Take each line from the entries that holds "summary" and copy it out.
= = = =
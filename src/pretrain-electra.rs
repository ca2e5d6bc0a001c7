// Copyright 2021 The rust-pretrain Authors
// Licensed under the Apache License, Version 2.0 (the "License");
// you may not use this file except in compliance with the License.
// You may obtain a copy of the License at
//     http://www.apache.org/licenses/LICENSE-2.0
// Unless required by applicable law or agreed to in writing, software
// distributed under the License is distributed on an "AS IS" BASIS,
// WITHOUT WARRANTIES OR CONDITIONS OF ANY KIND, either express or implied.
// See the License for the specific language governing permissions and
// limitations under the License.


use anyhow::Result;
use clap::Parser;
use rust_pretrain::common::{init_logging, Config, DeviceSpec};
use rust_pretrain::drivers::{pretrain_electra, ElectraTrainingConfig, DEFAULT_SEED};
use std::path::PathBuf;
use tracing::info;

/// Pretrains an ELECTRA replaced token detection model
#[derive(Parser, Debug, Clone)]
struct Args {
    /// JSON configuration file
    #[arg(long, default_value = "config/electra-train.json")]
    config: PathBuf,

    /// auto, cpu, cuda or cuda:N
    #[arg(long, default_value = "auto")]
    device: DeviceSpec,

    #[arg(long, default_value_t = DEFAULT_SEED)]
    seed: u64,
}

fn main() -> Result<()> {
    let args = Args::parse();
    let config = ElectraTrainingConfig::from_file(&args.config)?;
    let log_file = init_logging(&config.train.log_dir, &config.train.model_name)?;
    println!("logging to {}", log_file.display());
    info!("configuration: {:?}", config);

    let devices = args.device.devices()?;
    let summary = pretrain_electra(&config, &devices, args.seed)?;
    info!("training finished: {:?}", summary);
    if let Some(eval) = summary.eval {
        println!(
            "{} steps, eval loss {:.4}, perplexity {:.4}",
            summary.train_steps, eval.loss, eval.perplexity
        );
    }
    Ok(())
}
// Copyright 2021 The rust-pretrain Authors
// Licensed under the Apache License, Version 2.0 (the "License");
// you may not use this file except in compliance with the License.
// You may obtain a copy of the License at
//     http://www.apache.org/licenses/LICENSE-2.0
// Unless required by applicable law or agreed to in writing, software
// distributed under the License is distributed on an "AS IS" BASIS,
// WITHOUT WARRANTIES OR CONDITIONS OF ANY KIND, either express or implied.
// See the License for the specific language governing permissions and
// limitations under the License.

use crate::common::error::PretrainError;

/// # Learning rate as a function of the optimization step
pub trait LearningRateScheduler: Send + Sync {
    /// Learning rate for the (1-based) optimization step `step`
    fn get_lr(&self, step: usize) -> f64;
}

/// # Linear warmup followed by linear decay to 0
/// `lr(t) = base_lr * max(0, 1 - t / total_steps) * min(1, t / warmup_steps)`.
/// A warmup of 0 steps starts directly at `base_lr`.
#[derive(Debug, Clone, Copy)]
pub struct LinearWarmupDecay {
    base_lr: f64,
    warmup_steps: usize,
    total_steps: usize,
}

impl LinearWarmupDecay {
    pub fn new(
        base_lr: f64,
        warmup_steps: usize,
        total_steps: usize,
    ) -> Result<LinearWarmupDecay, PretrainError> {
        if total_steps == 0 {
            return Err(PretrainError::InvalidConfigurationError(
                "the schedule needs at least one optimization step".to_string(),
            ));
        }
        if warmup_steps > total_steps {
            return Err(PretrainError::InvalidConfigurationError(format!(
                "warmup steps ({}) exceed the total number of steps ({})",
                warmup_steps, total_steps
            )));
        }
        Ok(LinearWarmupDecay {
            base_lr,
            warmup_steps,
            total_steps,
        })
    }

    /// Builds the schedule with `warmup_ratio * total_steps` warmup steps (rounded down).
    pub fn with_warmup_ratio(
        base_lr: f64,
        warmup_ratio: f64,
        total_steps: usize,
    ) -> Result<LinearWarmupDecay, PretrainError> {
        if !(0.0..=1.0).contains(&warmup_ratio) {
            return Err(PretrainError::InvalidConfigurationError(format!(
                "warmup ratio must be in [0, 1], got {}",
                warmup_ratio
            )));
        }
        let warmup_steps = (total_steps as f64 * warmup_ratio) as usize;
        LinearWarmupDecay::new(base_lr, warmup_steps, total_steps)
    }

    pub fn warmup_steps(&self) -> usize {
        self.warmup_steps
    }

    pub fn total_steps(&self) -> usize {
        self.total_steps
    }

    pub fn factor(&self, step: usize) -> f64 {
        let step = step as f64;
        let decay = (1.0 - step / self.total_steps as f64).max(0.0);
        let warmup = if self.warmup_steps == 0 {
            1.0
        } else {
            (step / self.warmup_steps as f64).min(1.0)
        };
        decay * warmup
    }
}

impl LearningRateScheduler for LinearWarmupDecay {
    fn get_lr(&self, step: usize) -> f64 {
        self.base_lr * self.factor(step)
    }
}

#[cfg(test)]
mod tests {
    use super::*;

    #[test]
    fn warmup_then_decay() {
        let schedule = LinearWarmupDecay::new(1.0, 10, 100).unwrap();
        assert!((schedule.get_lr(5) - 0.5 * 0.95).abs() < 1e-12);
        assert!((schedule.get_lr(10) - 0.9).abs() < 1e-12);
        assert!((schedule.get_lr(55) - 0.45).abs() < 1e-12);
        assert_eq!(schedule.get_lr(100), 0.0);
        assert_eq!(schedule.get_lr(150), 0.0);
    }

    #[test]
    fn no_warmup_starts_at_base_rate() {
        let schedule = LinearWarmupDecay::new(2e-4, 0, 4).unwrap();
        assert!((schedule.get_lr(1) - 1.5e-4).abs() < 1e-12);
        assert!(schedule.get_lr(0) > 0.0);
    }

    #[test]
    fn warmup_ratio() {
        let schedule = LinearWarmupDecay::with_warmup_ratio(1.0, 0.1, 35).unwrap();
        assert_eq!(schedule.warmup_steps(), 3);
        assert!(LinearWarmupDecay::new(1.0, 5, 0).is_err());
        assert!(LinearWarmupDecay::with_warmup_ratio(1.0, 1.5, 10).is_err());
    }
}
= = = =
▶ _TASK SOLUTION_
    let summary = pretrain_electra(&config, &devices, args.seed)?;
    info!("training finished: {:?}", summary);
    if let Some(eval) = summary.eval {
            summary.train_steps, eval.loss, eval.perplexity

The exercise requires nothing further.